ACTIVITY: Below are the records; collect from them each line containing the string "dotted".

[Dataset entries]
- - -

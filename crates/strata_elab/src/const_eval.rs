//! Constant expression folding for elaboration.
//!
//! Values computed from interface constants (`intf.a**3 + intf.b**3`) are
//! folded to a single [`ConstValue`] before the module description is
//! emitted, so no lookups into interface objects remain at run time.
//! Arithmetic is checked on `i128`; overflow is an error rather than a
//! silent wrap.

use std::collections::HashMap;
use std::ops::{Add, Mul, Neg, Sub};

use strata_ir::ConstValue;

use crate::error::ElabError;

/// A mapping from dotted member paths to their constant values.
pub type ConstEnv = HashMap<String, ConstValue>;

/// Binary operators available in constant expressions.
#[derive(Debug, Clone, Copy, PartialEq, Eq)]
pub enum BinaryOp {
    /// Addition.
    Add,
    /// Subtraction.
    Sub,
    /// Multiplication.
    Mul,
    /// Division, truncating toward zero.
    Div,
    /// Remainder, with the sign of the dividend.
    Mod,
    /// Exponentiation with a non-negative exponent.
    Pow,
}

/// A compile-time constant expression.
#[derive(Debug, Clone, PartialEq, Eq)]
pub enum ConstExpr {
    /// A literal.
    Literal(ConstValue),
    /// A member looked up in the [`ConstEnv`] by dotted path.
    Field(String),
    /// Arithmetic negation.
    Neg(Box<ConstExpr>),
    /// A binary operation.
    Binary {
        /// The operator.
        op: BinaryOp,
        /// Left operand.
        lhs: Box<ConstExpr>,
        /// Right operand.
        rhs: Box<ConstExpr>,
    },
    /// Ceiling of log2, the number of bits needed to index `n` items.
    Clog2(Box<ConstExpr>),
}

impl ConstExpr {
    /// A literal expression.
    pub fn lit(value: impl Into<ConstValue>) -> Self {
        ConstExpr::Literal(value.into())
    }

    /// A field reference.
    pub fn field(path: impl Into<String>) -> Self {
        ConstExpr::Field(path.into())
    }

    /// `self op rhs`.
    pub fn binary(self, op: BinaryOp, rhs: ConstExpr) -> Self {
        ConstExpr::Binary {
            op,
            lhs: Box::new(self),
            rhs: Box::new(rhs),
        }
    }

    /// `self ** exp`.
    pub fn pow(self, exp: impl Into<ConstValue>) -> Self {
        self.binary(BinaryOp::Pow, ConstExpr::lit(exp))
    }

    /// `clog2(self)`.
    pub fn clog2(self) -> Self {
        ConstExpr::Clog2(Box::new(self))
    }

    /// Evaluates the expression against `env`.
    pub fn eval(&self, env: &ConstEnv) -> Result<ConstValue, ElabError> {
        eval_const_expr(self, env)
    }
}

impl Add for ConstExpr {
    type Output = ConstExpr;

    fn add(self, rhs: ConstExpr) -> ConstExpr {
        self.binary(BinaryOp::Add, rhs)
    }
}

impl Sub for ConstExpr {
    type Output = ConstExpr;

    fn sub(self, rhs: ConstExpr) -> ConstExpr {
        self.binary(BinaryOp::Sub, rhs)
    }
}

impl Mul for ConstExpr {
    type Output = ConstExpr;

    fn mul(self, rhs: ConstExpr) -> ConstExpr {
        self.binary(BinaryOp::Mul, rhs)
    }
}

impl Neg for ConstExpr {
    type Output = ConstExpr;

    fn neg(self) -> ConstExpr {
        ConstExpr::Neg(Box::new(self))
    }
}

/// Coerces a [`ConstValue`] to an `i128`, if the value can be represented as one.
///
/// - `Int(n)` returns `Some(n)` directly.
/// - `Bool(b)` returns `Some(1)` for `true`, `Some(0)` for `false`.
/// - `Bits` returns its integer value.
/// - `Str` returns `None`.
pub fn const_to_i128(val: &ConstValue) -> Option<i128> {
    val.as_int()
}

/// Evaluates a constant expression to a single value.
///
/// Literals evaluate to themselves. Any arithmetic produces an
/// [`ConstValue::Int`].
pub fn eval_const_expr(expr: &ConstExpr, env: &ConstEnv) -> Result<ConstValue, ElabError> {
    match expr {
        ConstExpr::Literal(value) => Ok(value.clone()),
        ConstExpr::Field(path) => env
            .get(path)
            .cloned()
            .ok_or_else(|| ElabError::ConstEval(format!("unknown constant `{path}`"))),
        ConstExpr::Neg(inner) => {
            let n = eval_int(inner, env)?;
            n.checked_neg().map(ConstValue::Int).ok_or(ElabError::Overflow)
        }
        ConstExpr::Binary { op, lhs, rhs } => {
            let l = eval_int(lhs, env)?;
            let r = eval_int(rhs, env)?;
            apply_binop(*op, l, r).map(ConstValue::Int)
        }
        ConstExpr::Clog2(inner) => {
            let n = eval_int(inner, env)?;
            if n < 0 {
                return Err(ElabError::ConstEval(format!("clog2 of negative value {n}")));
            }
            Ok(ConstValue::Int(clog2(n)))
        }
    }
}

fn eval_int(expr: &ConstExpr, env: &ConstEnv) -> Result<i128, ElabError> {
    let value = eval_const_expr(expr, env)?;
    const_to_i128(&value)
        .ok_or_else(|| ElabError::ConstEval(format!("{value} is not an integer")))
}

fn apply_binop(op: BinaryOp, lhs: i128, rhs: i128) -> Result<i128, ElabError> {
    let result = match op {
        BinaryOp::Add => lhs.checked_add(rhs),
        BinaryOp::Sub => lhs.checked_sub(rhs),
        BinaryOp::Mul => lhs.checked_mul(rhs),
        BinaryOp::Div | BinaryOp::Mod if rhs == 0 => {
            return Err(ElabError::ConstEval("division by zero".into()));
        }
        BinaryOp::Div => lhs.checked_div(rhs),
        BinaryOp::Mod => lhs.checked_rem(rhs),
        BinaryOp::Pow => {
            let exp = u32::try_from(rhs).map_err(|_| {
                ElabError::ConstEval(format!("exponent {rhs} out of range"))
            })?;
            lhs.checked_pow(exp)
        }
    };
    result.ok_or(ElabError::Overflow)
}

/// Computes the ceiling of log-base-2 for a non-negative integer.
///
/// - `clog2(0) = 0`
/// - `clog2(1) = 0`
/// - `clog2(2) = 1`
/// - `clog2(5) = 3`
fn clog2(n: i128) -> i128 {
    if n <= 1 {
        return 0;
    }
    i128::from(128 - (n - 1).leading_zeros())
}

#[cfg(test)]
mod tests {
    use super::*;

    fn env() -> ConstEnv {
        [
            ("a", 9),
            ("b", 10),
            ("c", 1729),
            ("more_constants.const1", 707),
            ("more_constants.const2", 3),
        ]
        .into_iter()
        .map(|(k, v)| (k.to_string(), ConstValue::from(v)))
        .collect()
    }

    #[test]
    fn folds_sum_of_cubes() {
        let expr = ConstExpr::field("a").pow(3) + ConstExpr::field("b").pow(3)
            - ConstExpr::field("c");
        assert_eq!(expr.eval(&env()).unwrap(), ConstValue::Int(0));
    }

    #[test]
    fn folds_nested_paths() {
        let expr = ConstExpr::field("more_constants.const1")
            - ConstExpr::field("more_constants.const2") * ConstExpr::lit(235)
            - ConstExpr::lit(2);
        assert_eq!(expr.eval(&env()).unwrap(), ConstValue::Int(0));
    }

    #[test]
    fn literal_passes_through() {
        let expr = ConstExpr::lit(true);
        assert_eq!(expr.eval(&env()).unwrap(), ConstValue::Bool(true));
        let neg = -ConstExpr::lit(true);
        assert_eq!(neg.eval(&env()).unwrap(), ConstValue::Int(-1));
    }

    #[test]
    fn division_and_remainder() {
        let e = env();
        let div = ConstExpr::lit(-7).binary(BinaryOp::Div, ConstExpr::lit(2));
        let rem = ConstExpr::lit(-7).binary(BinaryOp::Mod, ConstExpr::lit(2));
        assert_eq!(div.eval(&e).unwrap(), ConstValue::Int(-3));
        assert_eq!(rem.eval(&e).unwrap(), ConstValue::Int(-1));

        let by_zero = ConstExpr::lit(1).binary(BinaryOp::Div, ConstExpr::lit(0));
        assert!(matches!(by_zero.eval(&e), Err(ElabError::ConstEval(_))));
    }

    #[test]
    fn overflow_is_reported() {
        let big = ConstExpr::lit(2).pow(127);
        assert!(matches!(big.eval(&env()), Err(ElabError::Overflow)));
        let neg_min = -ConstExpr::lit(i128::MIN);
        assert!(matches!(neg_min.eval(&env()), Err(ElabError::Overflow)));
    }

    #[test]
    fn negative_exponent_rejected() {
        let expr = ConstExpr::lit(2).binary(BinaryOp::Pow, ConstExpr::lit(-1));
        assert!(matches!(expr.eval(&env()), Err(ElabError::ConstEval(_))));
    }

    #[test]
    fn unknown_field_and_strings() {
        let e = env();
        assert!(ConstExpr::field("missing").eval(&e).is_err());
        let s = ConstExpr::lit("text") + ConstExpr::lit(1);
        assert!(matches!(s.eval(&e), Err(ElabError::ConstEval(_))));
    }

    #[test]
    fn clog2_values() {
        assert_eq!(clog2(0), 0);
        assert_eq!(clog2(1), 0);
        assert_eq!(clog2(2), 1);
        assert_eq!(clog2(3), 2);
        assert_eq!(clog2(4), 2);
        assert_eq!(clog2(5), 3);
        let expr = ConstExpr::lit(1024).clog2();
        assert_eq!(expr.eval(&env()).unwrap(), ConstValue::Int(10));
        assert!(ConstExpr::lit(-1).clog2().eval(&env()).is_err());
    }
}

- - -

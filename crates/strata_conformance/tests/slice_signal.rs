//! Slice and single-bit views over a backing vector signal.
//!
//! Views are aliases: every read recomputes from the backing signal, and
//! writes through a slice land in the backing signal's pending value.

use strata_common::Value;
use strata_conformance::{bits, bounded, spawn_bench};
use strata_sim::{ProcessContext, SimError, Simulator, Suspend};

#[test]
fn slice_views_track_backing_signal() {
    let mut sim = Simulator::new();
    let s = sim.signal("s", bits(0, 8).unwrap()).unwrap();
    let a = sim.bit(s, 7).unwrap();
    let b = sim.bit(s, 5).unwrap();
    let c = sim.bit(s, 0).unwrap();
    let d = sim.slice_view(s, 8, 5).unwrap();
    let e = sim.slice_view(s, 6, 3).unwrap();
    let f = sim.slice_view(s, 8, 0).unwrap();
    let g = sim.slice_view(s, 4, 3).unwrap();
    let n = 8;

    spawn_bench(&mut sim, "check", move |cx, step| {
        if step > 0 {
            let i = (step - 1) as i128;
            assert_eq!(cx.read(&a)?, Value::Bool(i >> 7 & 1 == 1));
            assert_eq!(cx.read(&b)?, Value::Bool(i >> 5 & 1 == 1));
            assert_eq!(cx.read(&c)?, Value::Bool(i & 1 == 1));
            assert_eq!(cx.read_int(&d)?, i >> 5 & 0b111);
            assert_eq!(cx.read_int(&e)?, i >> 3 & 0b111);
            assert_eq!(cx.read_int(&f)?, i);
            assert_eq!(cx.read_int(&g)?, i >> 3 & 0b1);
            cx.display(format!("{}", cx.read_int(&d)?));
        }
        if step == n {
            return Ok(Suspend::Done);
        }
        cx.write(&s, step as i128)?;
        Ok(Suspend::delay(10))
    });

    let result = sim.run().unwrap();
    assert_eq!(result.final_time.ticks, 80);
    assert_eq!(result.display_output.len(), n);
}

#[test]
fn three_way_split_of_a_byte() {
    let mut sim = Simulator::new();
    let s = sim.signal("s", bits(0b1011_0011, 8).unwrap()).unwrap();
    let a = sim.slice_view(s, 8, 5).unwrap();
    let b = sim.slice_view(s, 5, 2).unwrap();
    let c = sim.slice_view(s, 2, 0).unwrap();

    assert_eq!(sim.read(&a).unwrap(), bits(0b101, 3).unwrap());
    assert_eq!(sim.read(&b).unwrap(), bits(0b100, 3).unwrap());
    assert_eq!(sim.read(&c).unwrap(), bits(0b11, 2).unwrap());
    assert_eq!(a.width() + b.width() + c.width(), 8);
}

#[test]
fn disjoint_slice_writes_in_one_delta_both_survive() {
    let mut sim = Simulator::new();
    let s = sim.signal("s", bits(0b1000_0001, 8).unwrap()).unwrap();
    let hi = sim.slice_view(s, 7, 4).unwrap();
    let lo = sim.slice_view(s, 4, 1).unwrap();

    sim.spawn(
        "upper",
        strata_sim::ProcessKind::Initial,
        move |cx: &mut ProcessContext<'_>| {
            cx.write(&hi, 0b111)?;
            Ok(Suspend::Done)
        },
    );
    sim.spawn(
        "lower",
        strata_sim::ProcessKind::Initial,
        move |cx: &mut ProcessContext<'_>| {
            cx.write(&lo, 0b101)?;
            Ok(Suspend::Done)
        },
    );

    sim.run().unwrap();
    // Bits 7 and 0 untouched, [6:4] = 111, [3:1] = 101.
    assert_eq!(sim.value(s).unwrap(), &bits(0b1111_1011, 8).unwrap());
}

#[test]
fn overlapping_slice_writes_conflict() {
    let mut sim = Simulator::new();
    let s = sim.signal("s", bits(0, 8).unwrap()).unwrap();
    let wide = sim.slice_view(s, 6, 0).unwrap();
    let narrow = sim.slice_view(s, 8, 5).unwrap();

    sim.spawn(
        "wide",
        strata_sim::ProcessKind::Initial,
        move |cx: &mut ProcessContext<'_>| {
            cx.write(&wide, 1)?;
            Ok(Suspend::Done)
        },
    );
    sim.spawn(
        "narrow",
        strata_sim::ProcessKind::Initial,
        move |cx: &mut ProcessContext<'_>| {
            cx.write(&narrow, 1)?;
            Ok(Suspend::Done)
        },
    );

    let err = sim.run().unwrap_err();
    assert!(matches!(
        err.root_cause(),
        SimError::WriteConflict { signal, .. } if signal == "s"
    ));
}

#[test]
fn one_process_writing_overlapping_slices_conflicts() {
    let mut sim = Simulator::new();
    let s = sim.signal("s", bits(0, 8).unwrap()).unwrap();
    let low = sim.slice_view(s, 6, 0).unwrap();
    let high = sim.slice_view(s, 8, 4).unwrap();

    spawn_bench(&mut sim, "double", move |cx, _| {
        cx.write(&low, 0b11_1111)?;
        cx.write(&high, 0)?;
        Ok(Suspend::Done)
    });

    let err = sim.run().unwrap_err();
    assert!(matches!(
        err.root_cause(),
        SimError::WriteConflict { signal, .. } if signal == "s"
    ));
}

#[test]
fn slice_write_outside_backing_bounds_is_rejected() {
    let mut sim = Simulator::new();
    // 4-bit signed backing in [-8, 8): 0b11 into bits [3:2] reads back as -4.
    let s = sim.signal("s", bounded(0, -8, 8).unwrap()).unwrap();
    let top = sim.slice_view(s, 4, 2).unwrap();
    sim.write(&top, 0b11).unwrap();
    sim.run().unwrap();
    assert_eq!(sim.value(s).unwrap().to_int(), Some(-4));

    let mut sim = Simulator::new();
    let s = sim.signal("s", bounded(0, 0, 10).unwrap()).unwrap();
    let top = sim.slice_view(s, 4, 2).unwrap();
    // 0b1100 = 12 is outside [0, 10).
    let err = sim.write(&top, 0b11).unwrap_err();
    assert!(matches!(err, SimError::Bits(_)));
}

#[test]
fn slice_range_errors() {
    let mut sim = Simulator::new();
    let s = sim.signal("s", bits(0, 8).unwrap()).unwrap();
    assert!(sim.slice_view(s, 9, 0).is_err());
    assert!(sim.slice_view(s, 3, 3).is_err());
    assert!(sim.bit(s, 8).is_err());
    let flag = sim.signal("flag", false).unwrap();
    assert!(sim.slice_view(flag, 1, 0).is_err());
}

- - -

RESPONSE FOR THIS EXERCISE:
/// A mapping from dotted member paths to their constant values.
    /// A member looked up in the [`ConstEnv`] by dotted path.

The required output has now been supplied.